[Data extracted from a collection]
==================================================

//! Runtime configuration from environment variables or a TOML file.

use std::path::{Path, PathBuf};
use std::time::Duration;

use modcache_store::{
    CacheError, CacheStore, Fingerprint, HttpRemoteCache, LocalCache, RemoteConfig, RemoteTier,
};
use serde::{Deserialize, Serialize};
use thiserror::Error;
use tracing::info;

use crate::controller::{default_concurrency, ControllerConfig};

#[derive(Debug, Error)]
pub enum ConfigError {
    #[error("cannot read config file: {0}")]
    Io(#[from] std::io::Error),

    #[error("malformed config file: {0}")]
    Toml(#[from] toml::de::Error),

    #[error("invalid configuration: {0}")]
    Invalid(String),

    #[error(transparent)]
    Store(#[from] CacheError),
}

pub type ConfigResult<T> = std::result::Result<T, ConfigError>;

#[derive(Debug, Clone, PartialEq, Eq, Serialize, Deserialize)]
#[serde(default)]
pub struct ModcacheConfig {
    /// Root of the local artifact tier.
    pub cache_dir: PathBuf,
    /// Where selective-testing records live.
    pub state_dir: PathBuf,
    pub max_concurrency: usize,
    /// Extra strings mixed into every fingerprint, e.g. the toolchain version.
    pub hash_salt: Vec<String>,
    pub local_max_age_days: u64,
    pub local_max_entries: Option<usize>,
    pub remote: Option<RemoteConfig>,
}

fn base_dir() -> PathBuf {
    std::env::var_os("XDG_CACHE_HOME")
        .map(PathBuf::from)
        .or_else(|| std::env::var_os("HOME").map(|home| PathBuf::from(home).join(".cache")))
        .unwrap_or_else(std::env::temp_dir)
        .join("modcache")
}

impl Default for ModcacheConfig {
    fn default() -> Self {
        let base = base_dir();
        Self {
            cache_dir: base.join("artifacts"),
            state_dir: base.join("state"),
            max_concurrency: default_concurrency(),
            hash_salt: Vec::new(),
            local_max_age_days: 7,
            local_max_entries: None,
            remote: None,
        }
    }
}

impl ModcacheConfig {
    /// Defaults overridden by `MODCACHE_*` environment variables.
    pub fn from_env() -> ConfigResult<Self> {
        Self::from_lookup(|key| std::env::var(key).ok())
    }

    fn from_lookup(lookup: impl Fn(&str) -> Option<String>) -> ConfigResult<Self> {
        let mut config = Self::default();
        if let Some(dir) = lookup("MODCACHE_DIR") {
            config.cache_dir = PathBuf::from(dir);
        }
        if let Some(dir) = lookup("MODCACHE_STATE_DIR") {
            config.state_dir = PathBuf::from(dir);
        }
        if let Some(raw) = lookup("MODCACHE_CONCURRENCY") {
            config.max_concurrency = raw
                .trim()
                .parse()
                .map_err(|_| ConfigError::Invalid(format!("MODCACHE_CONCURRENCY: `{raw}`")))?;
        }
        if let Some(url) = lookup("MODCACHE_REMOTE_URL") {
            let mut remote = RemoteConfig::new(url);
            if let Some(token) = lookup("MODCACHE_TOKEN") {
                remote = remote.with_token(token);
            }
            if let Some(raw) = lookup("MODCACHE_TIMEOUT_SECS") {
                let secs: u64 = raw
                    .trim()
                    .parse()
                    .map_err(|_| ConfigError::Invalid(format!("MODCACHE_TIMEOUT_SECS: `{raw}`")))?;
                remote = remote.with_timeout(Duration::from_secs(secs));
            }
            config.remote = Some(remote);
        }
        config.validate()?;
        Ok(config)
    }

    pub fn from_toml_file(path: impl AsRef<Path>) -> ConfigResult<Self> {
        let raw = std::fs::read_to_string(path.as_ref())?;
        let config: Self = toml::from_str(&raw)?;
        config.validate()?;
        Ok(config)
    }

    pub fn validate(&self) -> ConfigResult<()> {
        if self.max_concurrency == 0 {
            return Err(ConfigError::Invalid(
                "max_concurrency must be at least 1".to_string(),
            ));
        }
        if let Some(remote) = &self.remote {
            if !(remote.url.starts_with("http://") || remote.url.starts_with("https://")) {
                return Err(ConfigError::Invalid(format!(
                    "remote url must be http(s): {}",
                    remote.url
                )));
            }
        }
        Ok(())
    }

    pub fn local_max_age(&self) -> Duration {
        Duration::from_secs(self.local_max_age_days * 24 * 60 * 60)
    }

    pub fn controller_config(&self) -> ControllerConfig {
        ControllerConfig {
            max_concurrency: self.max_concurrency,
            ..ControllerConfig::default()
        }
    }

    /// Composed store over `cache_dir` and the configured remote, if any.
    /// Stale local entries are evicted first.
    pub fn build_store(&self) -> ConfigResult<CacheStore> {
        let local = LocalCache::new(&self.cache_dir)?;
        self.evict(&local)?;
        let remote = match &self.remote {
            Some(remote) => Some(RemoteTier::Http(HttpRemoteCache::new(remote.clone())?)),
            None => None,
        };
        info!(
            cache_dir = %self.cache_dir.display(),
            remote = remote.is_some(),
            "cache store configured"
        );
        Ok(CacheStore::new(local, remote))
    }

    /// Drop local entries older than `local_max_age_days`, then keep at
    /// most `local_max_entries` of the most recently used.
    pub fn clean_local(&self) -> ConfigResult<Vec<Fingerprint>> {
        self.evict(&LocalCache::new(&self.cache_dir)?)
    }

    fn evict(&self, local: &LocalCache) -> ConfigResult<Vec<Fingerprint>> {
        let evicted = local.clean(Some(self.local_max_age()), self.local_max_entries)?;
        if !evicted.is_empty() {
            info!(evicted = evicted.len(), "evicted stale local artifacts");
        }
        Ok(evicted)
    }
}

==================================================

_Problem description_. Among the entries above, which lines include "ConfigResult"? List them all.

_Response to this exercise_.
pub type ConfigResult<T> = std::result::Result<T, ConfigError>;
    pub fn from_env() -> ConfigResult<Self> {
    fn from_lookup(lookup: impl Fn(&str) -> Option<String>) -> ConfigResult<Self> {
    pub fn from_toml_file(path: impl AsRef<Path>) -> ConfigResult<Self> {
    pub fn validate(&self) -> ConfigResult<()> {
    pub fn build_store(&self) -> ConfigResult<CacheStore> {
    pub fn clean_local(&self) -> ConfigResult<Vec<Fingerprint>> {
    fn evict(&self, local: &LocalCache) -> ConfigResult<Vec<Fingerprint>> {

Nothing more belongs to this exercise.